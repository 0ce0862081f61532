use chrono::NaiveDate;
use serde::{Deserialize, Serialize};

#[derive(Debug, Clone, Copy, PartialEq, Serialize, Deserialize)]
pub struct Position {
    pub lat: f64,
    pub lon: f64,
}

/// Wire form of a point: GeoJSON-style `{"coordinates": [lon, lat]}`.
#[derive(Debug, Clone, Deserialize, Serialize)]
pub struct RawPosition {
    pub coordinates: [f64; 2],
}

impl From<RawPosition> for Position {
    fn from(raw: RawPosition) -> Self {
        Self {
            lon: raw.coordinates[0],
            lat: raw.coordinates[1],
        }
    }
}

#[derive(Debug, Clone, Default, Deserialize)]
pub struct RawRiver {
    pub id: i64,
    pub name: Option<String>,
    pub start_date: Option<NaiveDate>,
    pub end_date: Option<NaiveDate>,
    pub project_id: Option<String>,
    pub waterflow: Option<f64>,
    pub boat_type: Option<String>,
    pub crew: Option<Vec<String>>,
    pub position: Option<RawPosition>,
    pub comment: Option<String>,
    pub species: Option<Vec<String>>,
    pub stations: Option<Vec<i64>>,
}

#[derive(Debug, Clone, PartialEq, Serialize)]
pub struct River {
    pub id: i64,
    pub name: String,
    pub start_date: Option<NaiveDate>,
    pub end_date: Option<NaiveDate>,
    pub project_id: String,
    pub waterflow: Option<f64>,
    pub boat_type: String,
    pub crew: [String; 3],
    pub position: Option<Position>,
    pub comment: String,
    pub species: Vec<String>,
    pub stations: Vec<i64>,
}

impl River {
    pub fn project_label(&self) -> String {
        format!("{} {}", self.name, date_label(self.start_date))
    }
}

#[derive(Debug, Clone, Default, Deserialize)]
pub struct RawStation {
    pub id: i64,
    pub name: Option<String>,
    pub date: Option<NaiveDate>,
    pub start_pos: Option<RawPosition>,
    pub end_pos: Option<RawPosition>,
    pub time: Option<String>,
    pub river_id: Option<i64>,
    pub description: Option<String>,
    pub comment: Option<String>,
    pub river_type: Option<String>,
    pub weather: Option<String>,
    pub water_temp: Option<f64>,
    pub air_temp: Option<f64>,
    pub sec_fished: Option<f64>,
    pub voltage: Option<f64>,
    pub pulse: Option<f64>,
    pub conductivity: Option<f64>,
    pub species: Option<Vec<String>>,
    pub observations: Option<Vec<RawObservation>>,
    pub transect_length: Option<f64>,
    pub display: Option<bool>,
    pub gpx_file: Option<String>,
}

#[derive(Debug, Clone, PartialEq, Serialize)]
pub struct Station {
    pub id: i64,
    pub name: String,
    pub date: Option<NaiveDate>,
    pub start_pos: Option<Position>,
    pub end_pos: Option<Position>,
    pub time: String,
    pub river_id: Option<i64>,
    pub description: String,
    pub comment: String,
    pub river_type: String,
    pub weather: String,
    pub water_temp: Option<f64>,
    pub air_temp: Option<f64>,
    pub sec_fished: f64,
    pub voltage: Option<f64>,
    pub pulse: Option<f64>,
    pub conductivity: Option<f64>,
    pub species: Vec<String>,
    pub observations: Vec<Observation>,
    pub transect_length: Option<f64>,
    pub display: bool,
    pub gpx_file: Option<String>,
}

impl Station {
    pub fn minutes_fished(&self) -> f64 {
        self.sec_fished / 60.0
    }

    pub fn station_label(&self) -> String {
        format!("{} {}", self.name, date_label(self.date))
    }
}

#[derive(Debug, Clone, Default, Deserialize)]
pub struct RawObservation {
    pub id: i64,
    pub station: Option<i64>,
    pub round: Option<u32>,
    pub species: Option<String>,
    pub length: Option<f64>,
    pub count: Option<u32>,
    pub gender: Option<String>,
    pub age: Option<String>,
    pub released: Option<bool>,
    pub sampletype: Option<String>,
    pub comment: Option<String>,
}

#[derive(Debug, Clone, PartialEq, Serialize)]
pub struct Observation {
    pub id: i64,
    pub station: Option<i64>,
    pub round: u32,
    pub species: String,
    pub length: f64,
    pub count: u32,
    pub gender: String,
    pub age: String,
    pub released: bool,
    pub sampletype: String,
    pub comment: String,
}

impl Observation {
    /// Species is lowercased and a missing or zero count becomes 1.
    pub fn from_raw(raw: RawObservation) -> Self {
        Self {
            id: raw.id,
            station: raw.station,
            round: raw.round.unwrap_or(1),
            species: raw.species.unwrap_or_default().to_lowercase(),
            length: raw.length.unwrap_or(0.0),
            count: raw.count.filter(|count| *count > 0).unwrap_or(1),
            gender: raw.gender.unwrap_or_default(),
            age: raw.age.unwrap_or_default(),
            released: raw.released.unwrap_or(false),
            sampletype: raw.sampletype.unwrap_or_default(),
            comment: raw.comment.unwrap_or_default(),
        }
    }
}

/// Merge-on-fetch contract for keyed stores: a record is built from a raw wire
/// record and can be merged with a later partial record for the same id.
/// Fields present in the partial win; fields absent from it are retained.
pub trait Reconcile: Sized {
    type Raw;

    fn raw_id(raw: &Self::Raw) -> i64;
    fn from_raw(raw: Self::Raw) -> Self;
    fn merged_with(&self, raw: Self::Raw) -> Self;
}

impl Reconcile for River {
    type Raw = RawRiver;

    fn raw_id(raw: &RawRiver) -> i64 {
        raw.id
    }

    fn from_raw(raw: RawRiver) -> Self {
        Self {
            id: raw.id,
            name: raw.name.unwrap_or_default(),
            start_date: raw.start_date,
            end_date: raw.end_date,
            project_id: raw.project_id.unwrap_or_default(),
            waterflow: raw.waterflow,
            boat_type: raw.boat_type.unwrap_or_default(),
            crew: crew_triple(raw.crew.unwrap_or_default()),
            position: raw.position.map(Position::from),
            comment: raw.comment.unwrap_or_default(),
            species: normalize_species(raw.species.unwrap_or_default()),
            stations: raw.stations.unwrap_or_default(),
        }
    }

    fn merged_with(&self, raw: RawRiver) -> Self {
        Self {
            id: raw.id,
            name: raw.name.unwrap_or_else(|| self.name.clone()),
            start_date: raw.start_date.or(self.start_date),
            end_date: raw.end_date.or(self.end_date),
            project_id: raw.project_id.unwrap_or_else(|| self.project_id.clone()),
            waterflow: raw.waterflow.or(self.waterflow),
            boat_type: raw.boat_type.unwrap_or_else(|| self.boat_type.clone()),
            crew: raw.crew.map(crew_triple).unwrap_or_else(|| self.crew.clone()),
            position: raw.position.map(Position::from).or(self.position),
            comment: raw.comment.unwrap_or_else(|| self.comment.clone()),
            species: raw
                .species
                .map(normalize_species)
                .unwrap_or_else(|| self.species.clone()),
            stations: raw.stations.unwrap_or_else(|| self.stations.clone()),
        }
    }
}

impl Reconcile for Station {
    type Raw = RawStation;

    fn raw_id(raw: &RawStation) -> i64 {
        raw.id
    }

    fn from_raw(raw: RawStation) -> Self {
        Self {
            id: raw.id,
            name: raw.name.unwrap_or_default(),
            date: raw.date,
            start_pos: raw.start_pos.map(Position::from),
            end_pos: raw.end_pos.map(Position::from),
            time: raw.time.unwrap_or_default(),
            river_id: raw.river_id,
            description: raw.description.unwrap_or_default(),
            comment: raw.comment.unwrap_or_default(),
            river_type: raw.river_type.unwrap_or_default(),
            weather: raw.weather.unwrap_or_default(),
            water_temp: raw.water_temp,
            air_temp: raw.air_temp,
            sec_fished: raw.sec_fished.unwrap_or(0.0),
            voltage: raw.voltage,
            pulse: raw.pulse,
            conductivity: raw.conductivity,
            species: normalize_species(raw.species.unwrap_or_default()),
            observations: raw
                .observations
                .unwrap_or_default()
                .into_iter()
                .map(Observation::from_raw)
                .collect(),
            transect_length: raw.transect_length,
            display: raw.display.unwrap_or(true),
            gpx_file: raw.gpx_file,
        }
    }

    fn merged_with(&self, raw: RawStation) -> Self {
        Self {
            id: raw.id,
            name: raw.name.unwrap_or_else(|| self.name.clone()),
            date: raw.date.or(self.date),
            start_pos: raw.start_pos.map(Position::from).or(self.start_pos),
            end_pos: raw.end_pos.map(Position::from).or(self.end_pos),
            time: raw.time.unwrap_or_else(|| self.time.clone()),
            river_id: raw.river_id.or(self.river_id),
            description: raw.description.unwrap_or_else(|| self.description.clone()),
            comment: raw.comment.unwrap_or_else(|| self.comment.clone()),
            river_type: raw.river_type.unwrap_or_else(|| self.river_type.clone()),
            weather: raw.weather.unwrap_or_else(|| self.weather.clone()),
            water_temp: raw.water_temp.or(self.water_temp),
            air_temp: raw.air_temp.or(self.air_temp),
            sec_fished: raw.sec_fished.unwrap_or(self.sec_fished),
            voltage: raw.voltage.or(self.voltage),
            pulse: raw.pulse.or(self.pulse),
            conductivity: raw.conductivity.or(self.conductivity),
            species: raw
                .species
                .map(normalize_species)
                .unwrap_or_else(|| self.species.clone()),
            observations: raw
                .observations
                .map(|observations| {
                    observations.into_iter().map(Observation::from_raw).collect()
                })
                .unwrap_or_else(|| self.observations.clone()),
            transect_length: raw.transect_length.or(self.transect_length),
            display: raw.display.unwrap_or(self.display),
            gpx_file: raw.gpx_file.or_else(|| self.gpx_file.clone()),
        }
    }
}

pub fn normalize_species(species: Vec<String>) -> Vec<String> {
    species
        .into_iter()
        .map(|name| name.to_lowercase())
        .collect()
}

/// Crew is an ordered triple, padded with empty strings and truncated past
/// three members.
pub fn crew_triple(crew: Vec<String>) -> [String; 3] {
    let mut iter = crew.into_iter();
    [
        iter.next().unwrap_or_default(),
        iter.next().unwrap_or_default(),
        iter.next().unwrap_or_default(),
    ]
}

fn date_label(date: Option<NaiveDate>) -> String {
    date.map(|date| date.to_string()).unwrap_or_default()
}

Assigned task
Search the records above for the string "observations" and copy each line that holds it.

Solution for this task
    pub observations: Option<Vec<RawObservation>>,
    pub observations: Vec<Observation>,
            observations: raw
                .observations
            observations: raw
                .observations
                .map(|observations| {
                    observations.into_iter().map(Observation::from_raw).collect()
                .unwrap_or_else(|| self.observations.clone()),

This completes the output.